What is this research is about?
Many people who are homeless are not treated in the same way as the rest of the population. This study explored what homeless people think about death and dying and what their experiences are with death and dying.
What you need to know
People who are homeless have specific needs when it comes to coping with their own mortality and those they have lost. Typically, being exposed to death early on in life and also in their present lives leads to further problems. Issues such as mistrust of health care workers, risky behaviours, isolation, serious illness or injury and overall fears of death can inform how their end of life care is addressed, or not addressed.
What the researchers did
The researchers went to six different agencies that serve people who are homeless and recruited 53 people over 18 years old. They used both focus groups and in-depth interviews with people who are homeless over a 5-month period to understand their thoughts, feelings, desires and experiences about death.

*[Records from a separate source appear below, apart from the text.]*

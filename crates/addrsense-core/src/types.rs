//! Network identifiers and per-family metadata.

use std::fmt;
use std::str::FromStr;

use serde::{Deserialize, Serialize};

/// A supported network (or address family) identifier.
#[derive(Debug, Clone, Copy, PartialEq, Eq, Hash, PartialOrd, Ord, Serialize, Deserialize)]
#[serde(rename_all = "lowercase")]
pub enum Network {
    /// Name-service domains (`vitalik.eth`).
    Ns,
    Evm,
    /// Core Coin ICAN addresses.
    Xcb,
    Bitcoin,
    Litecoin,
    Cosmos,
    Cardano,
    Ripple,
    Tron,
    Solana,
    Polkadot,
    Stellar,
    Algorand,
    BitcoinCash,
}

impl Network {
    /// Every network, in disambiguation priority order.
    pub const ALL: [Network; 14] = [
        Network::Ns,
        Network::Evm,
        Network::Xcb,
        Network::Bitcoin,
        Network::Litecoin,
        Network::Cosmos,
        Network::Cardano,
        Network::Ripple,
        Network::Tron,
        Network::Solana,
        Network::Polkadot,
        Network::Stellar,
        Network::Algorand,
        Network::BitcoinCash,
    ];

    /// The wire identifier.
    pub fn as_str(&self) -> &'static str {
        match self {
            Network::Ns => "ns",
            Network::Evm => "evm",
            Network::Xcb => "xcb",
            Network::Bitcoin => "bitcoin",
            Network::Litecoin => "litecoin",
            Network::Cosmos => "cosmos",
            Network::Cardano => "cardano",
            Network::Ripple => "ripple",
            Network::Tron => "tron",
            Network::Solana => "solana",
            Network::Polkadot => "polkadot",
            Network::Stellar => "stellar",
            Network::Algorand => "algorand",
            Network::BitcoinCash => "bitcoincash",
        }
    }

    /// Human-readable name used in descriptions.
    pub fn display_name(&self) -> &'static str {
        match self {
            Network::Ns => "Name Service",
            Network::Evm => "EVM",
            Network::Xcb => "Core Coin",
            Network::Bitcoin => "Bitcoin",
            Network::Litecoin => "Litecoin",
            Network::Cosmos => "Cosmos",
            Network::Cardano => "Cardano",
            Network::Ripple => "Ripple",
            Network::Tron => "Tron",
            Network::Solana => "Solana",
            Network::Polkadot => "Polkadot",
            Network::Stellar => "Stellar",
            Network::Algorand => "Algorand",
            Network::BitcoinCash => "Bitcoin Cash",
        }
    }
}

impl fmt::Display for Network {
    fn fmt(&self, f: &mut fmt::Formatter<'_>) -> fmt::Result {
        f.write_str(self.as_str())
    }
}

impl FromStr for Network {
    type Err = ();

    /// Case-insensitive lookup by wire identifier.
    fn from_str(s: &str) -> Result<Self, Self::Err> {
        Network::ALL
            .iter()
            .copied()
            .find(|n| n.as_str().eq_ignore_ascii_case(s.trim()))
            .ok_or(())
    }
}

/// Encoding family of a recognized string.
#[derive(Debug, Clone, Copy, PartialEq, Eq, Hash, Serialize, Deserialize)]
#[serde(rename_all = "kebab-case")]
pub enum AddressFormat {
    Domain,
    Hex,
    Ican,
    Legacy,
    Segwit,
    NativeSegwit,
    Bech32,
    Base58,
    Base32,
    Cashaddr,
}

/// Cardano address role.
#[derive(Debug, Clone, Copy, PartialEq, Eq, Hash, Serialize, Deserialize)]
#[serde(rename_all = "lowercase")]
pub enum CardanoKind {
    Payment,
    Stake,
}

/// CashAddr payload type, taken from the leading `q`/`p`.
#[derive(Debug, Clone, Copy, PartialEq, Eq, Hash, Serialize, Deserialize)]
#[serde(rename_all = "lowercase")]
pub enum CashAddrKind {
    P2pkh,
    P2sh,
}

#[derive(Debug, Clone, PartialEq, Eq, Serialize, Deserialize)]
#[serde(rename_all = "camelCase")]
pub struct NameServiceMetadata {
    pub format: AddressFormat,
    /// The configured suffix that matched.
    pub domain: String,
    pub is_subdomain: bool,
    pub is_emoji: bool,
}

#[derive(Debug, Clone, PartialEq, Eq, Serialize, Deserialize)]
#[serde(rename_all = "camelCase")]
pub struct EvmMetadata {
    pub format: AddressFormat,
    pub is_checksum_valid: bool,
}

#[derive(Debug, Clone, PartialEq, Eq, Serialize, Deserialize)]
#[serde(rename_all = "camelCase")]
pub struct IcanMetadata {
    pub format: AddressFormat,
    pub is_checksum_valid: bool,
    pub is_testnet: bool,
    pub is_enterprise: bool,
    pub codename: String,
    /// Upper-cased, grouped in blocks of four separated by U+00A0.
    pub print_format: String,
    /// Upper-cased, ungrouped.
    pub electronic_format: String,
}

#[derive(Debug, Clone, PartialEq, Eq, Serialize, Deserialize)]
#[serde(rename_all = "camelCase")]
pub struct UtxoMetadata {
    pub format: AddressFormat,
    pub is_testnet: bool,
    /// Networks that share this exact encoding.
    #[serde(default, skip_serializing_if = "Vec::is_empty")]
    pub compatible_with: Vec<Network>,
}

#[derive(Debug, Clone, PartialEq, Eq, Serialize, Deserialize)]
#[serde(rename_all = "camelCase")]
pub struct CosmosMetadata {
    pub format: AddressFormat,
    pub chain: String,
}

#[derive(Debug, Clone, PartialEq, Eq, Serialize, Deserialize)]
#[serde(rename_all = "camelCase")]
pub struct CardanoMetadata {
    pub format: AddressFormat,
    pub is_testnet: bool,
    pub kind: CardanoKind,
}

#[derive(Debug, Clone, PartialEq, Eq, Serialize, Deserialize)]
#[serde(rename_all = "camelCase")]
pub struct EncodedMetadata {
    pub format: AddressFormat,
}

#[derive(Debug, Clone, PartialEq, Eq, Serialize, Deserialize)]
#[serde(rename_all = "camelCase")]
pub struct CashAddrMetadata {
    pub format: AddressFormat,
    pub is_testnet: bool,
    pub kind: CashAddrKind,
}

/// Family-specific metadata.
///
/// Serialized untagged, so callers see one flat record whose fields depend
/// on the family.
#[derive(Debug, Clone, PartialEq, Eq, Serialize)]
#[serde(untagged)]
pub enum Metadata {
    NameService(NameServiceMetadata),
    Evm(EvmMetadata),
    Ican(IcanMetadata),
    Utxo(UtxoMetadata),
    Cosmos(CosmosMetadata),
    Cardano(CardanoMetadata),
    Encoded(EncodedMetadata),
    CashAddr(CashAddrMetadata),
}

impl Metadata {
    pub fn format(&self) -> AddressFormat {
        match self {
            Metadata::NameService(m) => m.format,
            Metadata::Evm(m) => m.format,
            Metadata::Ican(m) => m.format,
            Metadata::Utxo(m) => m.format,
            Metadata::Cosmos(m) => m.format,
            Metadata::Cardano(m) => m.format,
            Metadata::Encoded(m) => m.format,
            Metadata::CashAddr(m) => m.format,
        }
    }

    /// Whether the address belongs to a test environment, for families that
    /// distinguish one.
    pub fn is_testnet(&self) -> bool {
        match self {
            Metadata::Ican(m) => m.is_testnet,
            Metadata::Utxo(m) => m.is_testnet,
            Metadata::Cardano(m) => m.is_testnet,
            Metadata::CashAddr(m) => m.is_testnet,
            _ => false,
        }
    }

    pub fn is_checksum_valid(&self) -> Option<bool> {
        match self {
            Metadata::Evm(m) => Some(m.is_checksum_valid),
            Metadata::Ican(m) => Some(m.is_checksum_valid),
            _ => None,
        }
    }
}

#[cfg(test)]
mod tests {
    use super::*;

    #[test]
    fn test_network_roundtrip_through_str() {
        for network in Network::ALL {
            assert_eq!(network.as_str().parse::<Network>(), Ok(network));
        }
        assert_eq!("EVM".parse::<Network>(), Ok(Network::Evm));
        assert!("dogecoin".parse::<Network>().is_err());
    }

    #[test]
    fn test_network_serializes_lowercase() {
        let json = serde_json::to_string(&Network::BitcoinCash).unwrap();
        assert_eq!(json, "\"bitcoincash\"");
    }

    #[test]
    fn test_format_serializes_kebab_case() {
        let json = serde_json::to_string(&AddressFormat::NativeSegwit).unwrap();
        assert_eq!(json, "\"native-segwit\"");
    }

    #[test]
    fn test_metadata_is_flat() {
        let metadata = Metadata::Evm(EvmMetadata {
            format: AddressFormat::Hex,
            is_checksum_valid: true,
        });
        let value = serde_json::to_value(&metadata).unwrap();
        assert_eq!(value["format"], "hex");
        assert_eq!(value["isChecksumValid"], true);
    }

    #[test]
    fn test_empty_compatible_with_is_omitted() {
        let metadata = Metadata::Utxo(UtxoMetadata {
            format: AddressFormat::Segwit,
            is_testnet: false,
            compatible_with: vec![],
        });
        let value = serde_json::to_value(&metadata).unwrap();
        assert!(value.get("compatibleWith").is_none());
    }
}
//! Error types for the addrsense core.

use thiserror::Error;

/// A malformed configuration value.
///
/// The `Display` text names the offending field and is embedded verbatim in
/// the `"Invalid options: ..."` result description.
#[derive(Debug, Clone, PartialEq, Eq, Error)]
pub enum OptionsError {
    /// The options value is neither `null` nor an object.
    #[error("options must be an object")]
    NotAnObject,

    /// `network` is not an array, or holds a non-string.
    #[error("network must be an array of strings")]
    NetworkNotStrings,

    /// A top-level flag is present but not a boolean.
    #[error("{0} must be a boolean")]
    NotBoolean(&'static str),

    /// `nsDomains` is not an array.
    #[error("nsDomains must be an array")]
    NsDomainsNotArray,

    /// An `nsDomains` entry is an empty string or some other shape.
    #[error("nsDomains[{0}] must be a non-empty string or a domain configuration object")]
    NsDomainEntry(usize),

    /// A domain record has a missing or empty `domain`.
    #[error("nsDomains[{0}].domain must be a non-empty string")]
    DomainName(usize),

    /// A domain record has a non-boolean `emojiAllowed`.
    #[error("nsDomains[{0}].emojiAllowed must be a boolean")]
    DomainEmojiAllowed(usize),

    /// A length limit is zero, negative, fractional or not a number.
    #[error("nsDomains[{index}].{field} must be a positive integer")]
    DomainLength { index: usize, field: &'static str },

    /// The label limit is larger than the total limit.
    #[error("nsDomains[{0}].maxLabelLength must not exceed maxTotalLength")]
    LabelExceedsTotal(usize),
}

/// Checksum computation failures.
#[derive(Debug, Clone, PartialEq, Eq, Error)]
pub enum ChecksumError {
    /// A character the checksum alphabet has no value for.
    #[error("invalid character {0:?} in checksummed body")]
    InvalidCharacter(char),

    /// The input is too short, or not the 40 hex digits EIP-55 needs.
    #[error("hex body must be {expected} characters, got {actual}")]
    InvalidLength { expected: usize, actual: usize },
}

/// Internal faults. These never reach callers of [`crate::validate`]; they are
/// folded into a `"Validation failed: ..."` result at the boundary.
#[derive(Debug, Clone, Error)]
pub enum EngineError {
    /// A registry pattern failed to compile.
    #[error("pattern registry unavailable: {0}")]
    Registry(String),

    /// A checksum routine rejected input a pattern had already accepted.
    #[error("checksum error: {0}")]
    Checksum(#[from] ChecksumError),
}
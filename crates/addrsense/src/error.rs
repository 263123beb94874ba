//! Error types for the facade.

use addrsense_core::{ChecksumError, OptionsError};
use thiserror::Error;

/// Errors surfaced by the typed facade API.
#[derive(Debug, Error)]
pub enum AddrsenseError {
    /// Configuration rejected by the option validator.
    #[error("invalid options: {0}")]
    Options(#[from] OptionsError),

    /// A checksum encoder was given a malformed body.
    #[error("checksum error: {0}")]
    Checksum(#[from] ChecksumError),
}

/// Result type for facade operations.
pub type Result<T> = std::result::Result<T, AddrsenseError>;
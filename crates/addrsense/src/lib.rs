//! # Addrsense
//!
//! The unified API for classifying blockchain address strings.
//!
//! ## Overview
//!
//! Given an arbitrary string, addrsense reports which network it belongs to,
//! whether it is valid, and family-specific metadata:
//!
//! - **Hex families**: EVM (EIP-55 checksum), Core Coin (ICAN mod-97)
//! - **UTXO families**: Bitcoin and Litecoin legacy, segwit and native segwit,
//!   Bitcoin Cash CashAddr
//! - **Bech32 families**: Cosmos chains, Cardano payment and stake addresses
//! - **Base58/Base32 families**: Ripple, Tron, Solana, Polkadot, Stellar, Algorand
//! - **Name-service domains**: opt-in, per configured suffix
//!
//! Classification never fails. Malformed input, malformed options and
//! internal faults all come back as a [`NetworkInfo`] with a reason.
//!
//! ## Usage
//!
//! ```rust
//! use addrsense::{ValidationOptions, Validator};
//!
//! let validator = Validator::new(ValidationOptions::new().ns_domain("eth")).unwrap();
//!
//! let info = validator.validate("vitalik.eth");
//! assert!(info.is_valid);
//!
//! let info = validator.validate("0x4838B106FCe9647Bdf1E7877BF73cE8B0BAD5f97");
//! assert_eq!(info.network.map(|n| n.as_str()), Some("evm"));
//! ```
//!
//! ## Re-exports
//!
//! - `addrsense::core` - The pure engine (registry, recognizers, checksums)

pub mod error;
pub mod validator;

pub use addrsense_core as core;

pub use error::{AddrsenseError, Result};
pub use validator::{checksum_address, try_checksum_address, validate_value, Validator};

pub use addrsense_core::{
    validate, AddressFormat, CardanoKind, CashAddrKind, DomainConfig, Metadata, Network,
    NetworkInfo, NsDomain, ValidationOptions,
};
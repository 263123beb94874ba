//! The uniform classification record and its constructors.

use serde::Serialize;

use crate::error::{EngineError, OptionsError};
use crate::types::{Metadata, Network};

pub const INVALID_INPUT: &str = "Invalid input";
pub const UNKNOWN_FORMAT: &str = "Unknown address format";
pub const TESTNET_NOT_ALLOWED: &str = "Testnet address not allowed";
pub const LEGACY_NOT_ALLOWED: &str = "Legacy address format not allowed";
pub const VALIDATION_FAILED: &str = "Validation failed";

/// The outcome of classifying one string.
#[derive(Debug, Clone, PartialEq, Eq, Serialize)]
#[serde(rename_all = "camelCase")]
pub struct NetworkInfo {
    /// The network the string (structurally) belongs to.
    pub network: Option<Network>,
    /// Matched and passed every checksum and policy gate.
    pub is_valid: bool,
    /// Classification or failure reason.
    pub description: String,
    #[serde(skip_serializing_if = "Option::is_none")]
    pub metadata: Option<Metadata>,
}

impl NetworkInfo {
    /// A fully accepted address.
    pub fn valid(network: Network, description: impl Into<String>, metadata: Metadata) -> Self {
        Self {
            network: Some(network),
            is_valid: true,
            description: description.into(),
            metadata: Some(metadata),
        }
    }

    /// A string that resembles `network` but failed a structural or
    /// checksum check.
    pub fn invalid(network: Network, description: impl Into<String>) -> Self {
        Self {
            network: Some(network),
            is_valid: false,
            description: description.into(),
            metadata: None,
        }
    }

    /// A string with no network attribution at all.
    pub fn unattributed(description: impl Into<String>) -> Self {
        Self {
            network: None,
            is_valid: false,
            description: description.into(),
            metadata: None,
        }
    }

    pub fn invalid_input() -> Self {
        Self::unattributed(INVALID_INPUT)
    }

    pub fn unknown() -> Self {
        Self::unattributed(UNKNOWN_FORMAT)
    }

    pub fn invalid_options(err: &OptionsError) -> Self {
        Self::unattributed(format!("Invalid options: {err}"))
    }

    pub fn internal_failure(err: &EngineError) -> Self {
        Self::unattributed(format!("{VALIDATION_FAILED}: {err}"))
    }

    /// Attach metadata (kept on invalid results to aid error messages).
    pub fn with_metadata(mut self, metadata: Metadata) -> Self {
        self.metadata = Some(metadata);
        self
    }

    /// Demote an otherwise valid result to a policy rejection.
    pub fn rejected(mut self, reason: impl Into<String>) -> Self {
        self.is_valid = false;
        self.description = reason.into();
        self
    }

    pub fn is_unknown(&self) -> bool {
        self.network.is_none() && self.description == UNKNOWN_FORMAT
    }

    /// Whether this result stands in for an internal fault.
    pub fn is_internal_failure(&self) -> bool {
        self.network.is_none() && self.description.starts_with(VALIDATION_FAILED)
    }
}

What the researchers found
After transcribing the information from the interviews and focus groups, the researchers found two different themes that arose, which were personal/internal experiences and relational/external experiences. Personal themes that were common included the experience of loss early on in life, death of loved ones both past and present, life-threatening experiences, many fears and uncertainties about death, unhealthy coping strategies, and behaving in risky ways or more cautiously in life. Relationally, the researchers found that people who are homeless are influenced by their experiences with health care practitioners, most claimed to have had negative experiences.
Using this research
Knowing the attitudes and experiences of people who are homeless can help us to better understand ways to prepare them for death and to cope and advocate for themselves. Researchers suggest using this information to improve end of life care by addressing issues of trust of health care providers and legal documentation.
About the researchers
John Song Center for Bioethics, and Department of Medicine University of Minnesota
Edward Ratner Department of Medicine, University of Minnesota
Dianne Bartels Center for Bioethics, and Department of Medicine University of Minnesota
Lucy Alderton Division of Chronic Diseases, Philidelphia Department of Public Health
Brenda Hudson Office of Clinical Research, University of Minnesota
Jasjit Ahluwalia Department of Medicine and Office of Clinical Research, University of Minnesota
Song, J., Ratner, E. R., Bartels, D. M., Alderton, L., Hudson, B., & Ahluwalia, J. S. (2007). Experiences with and attitudes toward death and dying among homeless persons. Journal of general internal medicine, 22(4), 427-434.